Fair enough Wayne, it's your bike I guess.
When you go to change the filter at 9,500 miles, what do you do with the oil that's just done 500 miles, or do you say "bugger the expense" and give her a filter at the 9,000 mile mark ?
I wonder if it's possible to get the old filter onto a can opener, open it up and wash out the innards then weld it back together to save some more money...
But then that wouldn't work 'cos you'd burn the insides out of it, and you'd have the outrageous expense of having to buy a can opener...

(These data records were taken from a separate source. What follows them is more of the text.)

use std::cell::RefCell;
use std::rc::{Rc, Weak};

use crate::decl::{AggrDecl, DatatypeDecl, DatatypeField, EnumDecl, FnDecl, VarRef};
use crate::stmt::StmtRef;
use crate::types::{Sign, Tvar, Ty};
use crate::{QualName, Span};

pub type ExpRef = Rc<Exp>;
pub type PatRef = Rc<Pat>;

#[derive(Clone, Debug, PartialEq)]
pub enum Cnst {
    Null,
    Char(u8),
    Int(Sign, i64),
    LongLong(Sign, i64),
    Float(String),
    Str(String),
}

#[derive(Clone, Copy, Debug, PartialEq, Eq, Hash)]
pub enum Primop {
    Plus,
    Times,
    Minus,
    Div,
    Mod,
    Eq,
    Neq,
    Gt,
    Lt,
    Gte,
    Lte,
    Not,
    Bitnot,
    Bitand,
    Bitor,
    Bitxor,
    Bitlshift,
    Bitrshift,
    Numelts,
}

impl Primop {
    pub fn is_comparison(self) -> bool {
        matches!(
            self,
            Primop::Eq | Primop::Neq | Primop::Gt | Primop::Lt | Primop::Gte | Primop::Lte
        )
    }
}

#[derive(Clone, Copy, Debug, PartialEq, Eq)]
pub enum Incrementor {
    PreInc,
    PostInc,
    PreDec,
    PostDec,
}

/// What an identifier resolved to. Function bindings are weak: a recursive
/// function's body refers back to its own declaration.
#[derive(Clone, Debug)]
pub enum Binding {
    Unresolved,
    Global(VarRef),
    Fun(Weak<FnDecl>),
    Param(VarRef),
    Local(VarRef),
    Pat(VarRef),
}

impl Binding {
    pub fn vardecl(&self) -> Option<&VarRef> {
        match self {
            Binding::Global(vd) | Binding::Param(vd) | Binding::Local(vd) | Binding::Pat(vd) => {
                Some(vd)
            }
            Binding::Unresolved | Binding::Fun(_) => None,
        }
    }

    /// Bindings whose storage belongs to the current function.
    pub fn is_local(&self) -> bool {
        matches!(self, Binding::Param(_) | Binding::Local(_) | Binding::Pat(_))
    }
}

#[derive(Clone, Copy, Debug, PartialEq, Eq)]
pub enum Coercion {
    Unknown,
    NoCoercion,
    /// Nullable to non-null: a run-time check is inserted.
    NullCheck,
    Other,
}

/// Flow-analysis certificate attached to dereferencing expressions.
#[derive(Clone, Copy, Debug, PartialEq, Eq, Default)]
pub enum Annot {
    #[default]
    Empty,
    IsZero,
    NotZero,
    UnknownZ,
}

#[derive(Clone, Debug)]
pub struct FieldInit {
    pub field: Option<String>,
    pub exp: ExpRef,
}

#[derive(Clone, Debug)]
pub struct MallocInfo {
    pub is_calloc: bool,
    /// `None` allocates in the heap.
    pub rgn: Option<ExpRef>,
    /// Element type, filled in by the checker from `sizeof(T)`.
    pub elt_type: RefCell<Option<Ty>>,
    pub num_elts: ExpRef,
    pub fat_result: bool,
}

#[derive(Debug)]
pub enum ExpKind {
    Const(Cnst),
    Var(QualName, Binding),
    UnknownId(QualName),
    Primop(Primop, Vec<ExpRef>),
    AssignOp(ExpRef, Option<Primop>, ExpRef),
    Increment(ExpRef, Incrementor),
    Conditional(ExpRef, ExpRef, ExpRef),
    And(ExpRef, ExpRef),
    Or(ExpRef, ExpRef),
    SeqExp(ExpRef, ExpRef),
    UnknownCall(ExpRef, Vec<ExpRef>),
    FnCall(ExpRef, Vec<ExpRef>),
    Throw(ExpRef),
    NoInstantiate(ExpRef),
    Instantiate(ExpRef, Vec<Ty>),
    /// Target type, operand, user-written, inserted coercion.
    Cast(Ty, ExpRef, bool, Coercion),
    Address(ExpRef),
    New(Option<ExpRef>, ExpRef),
    Sizeoftyp(Ty),
    Sizeofexp(ExpRef),
    Deref(ExpRef),
    AggrMember(ExpRef, String),
    AggrArrow(ExpRef, String),
    Subscript(ExpRef, ExpRef),
    Tuple(Vec<ExpRef>),
    Aggregate {
        name: QualName,
        targs: Vec<Ty>,
        fields: Vec<FieldInit>,
        decl: Option<Rc<AggrDecl>>,
    },
    AnonStruct(Ty, Vec<FieldInit>),
    Datatype(Vec<ExpRef>, Rc<DatatypeDecl>, Rc<DatatypeField>),
    Enum(Rc<EnumDecl>, usize),
    AnonEnum(Ty, String),
    Malloc(MallocInfo),
    Swap(ExpRef, ExpRef),
    UnresolvedMem(Option<QualName>, Vec<FieldInit>),
    StmtExp(StmtRef),
    Array(Vec<ExpRef>),
}

#[derive(Debug)]
pub struct Exp {
    pub span: Span,
    pub kind: RefCell<ExpKind>,
    pub ty: RefCell<Option<Ty>>,
    pub annot: RefCell<Annot>,
}

impl Exp {
    pub fn new(kind: ExpKind, span: Span) -> ExpRef {
        Rc::new(Exp {
            span,
            kind: RefCell::new(kind),
            ty: RefCell::new(None),
            annot: RefCell::new(Annot::Empty),
        })
    }

    pub fn typed(kind: ExpKind, span: Span, ty: Ty) -> ExpRef {
        let e = Self::new(kind, span);
        e.set_ty(ty);
        e
    }

    pub fn ty(&self) -> Option<Ty> {
        self.ty.borrow().clone()
    }

    pub fn set_ty(&self, ty: Ty) {
        *self.ty.borrow_mut() = Some(ty);
    }

    pub fn set_annot(&self, annot: Annot) {
        *self.annot.borrow_mut() = annot;
    }

    /// Replaces this node's payload, returning the old one. Used when the
    /// checker rewrites an expression in place (resolution, coercions).
    pub fn replace_kind(&self, kind: ExpKind) -> ExpKind {
        std::mem::replace(&mut *self.kind.borrow_mut(), kind)
    }

    /// The variable named by a plain variable reference, if any.
    pub fn var_binding(&self) -> Option<Binding> {
        match &*self.kind.borrow() {
            ExpKind::Var(_, b) => Some(b.clone()),
            _ => None,
        }
    }
}

#[derive(Debug)]
pub enum PatKind {
    Wild,
    Var(VarRef),
    /// `alias <'r> T x`: binds `x` as a non-consuming alias in fresh region `'r`.
    Alias(Tvar, VarRef),
    Tuple(Vec<PatRef>),
    Pointer(PatRef),
    Aggr {
        name: Option<QualName>,
        fields: Vec<(Option<String>, PatRef)>,
        decl: Option<Rc<AggrDecl>>,
    },
    Datatype(Rc<DatatypeDecl>, Rc<DatatypeField>, Vec<PatRef>),
    Null,
    Int(Sign, i64),
    Char(u8),
    Float(String),
    Enum(Rc<EnumDecl>, usize),
    AnonEnum(Ty, String),
    UnknownId(QualName),
    UnknownCall(QualName, Vec<PatRef>),
}

#[derive(Debug)]
pub struct Pat {
    pub span: Span,
    pub kind: RefCell<PatKind>,
    pub ty: RefCell<Option<Ty>>,
}

impl Pat {
    pub fn new(kind: PatKind, span: Span) -> PatRef {
        Rc::new(Pat {
            span,
            kind: RefCell::new(kind),
            ty: RefCell::new(None),
        })
    }

    pub fn ty(&self) -> Option<Ty> {
        self.ty.borrow().clone()
    }
}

Nup, sounds like y'all have the right idea, no wonder I'm going broke. :embarrassed: :rolleyes:
I
When I got my CX it had 6K miles on the motor. I rode it 'till it had just over 100K miles on it and then changed the motor out, not because the motor was shot but because it needed a new cam chain and chain tensioner. I bought a used motor w/10K miles on it and added new nikasil cylinders, pistons, rings and haven't ridden the bike much since for other reasons. Whenever I dropped the sump every 9,500 to 10K miles there was very little sludge in it to change the filter and I hardly ever had to adjust the valves. Most the time I ran the bike 3,500 to 4,500 rpm. Once in awhile I'd red line it racing a Harley or such. I installed heated grips and an oil press. gauge so I know exactly what my motor is doing. You'd be amazed how the oil pressure fluctuates for different reasons. I always used Walmart dino oil like I still do in all my vehicles, not caring how much X is in them. :grin:
Just for you, Huzo, decades ago there was a Frantz? oil filter system in the US where you just put a new roll of toilet paper in it periodically to filter your car/truck motor. My father used it in his Chevy V8 van.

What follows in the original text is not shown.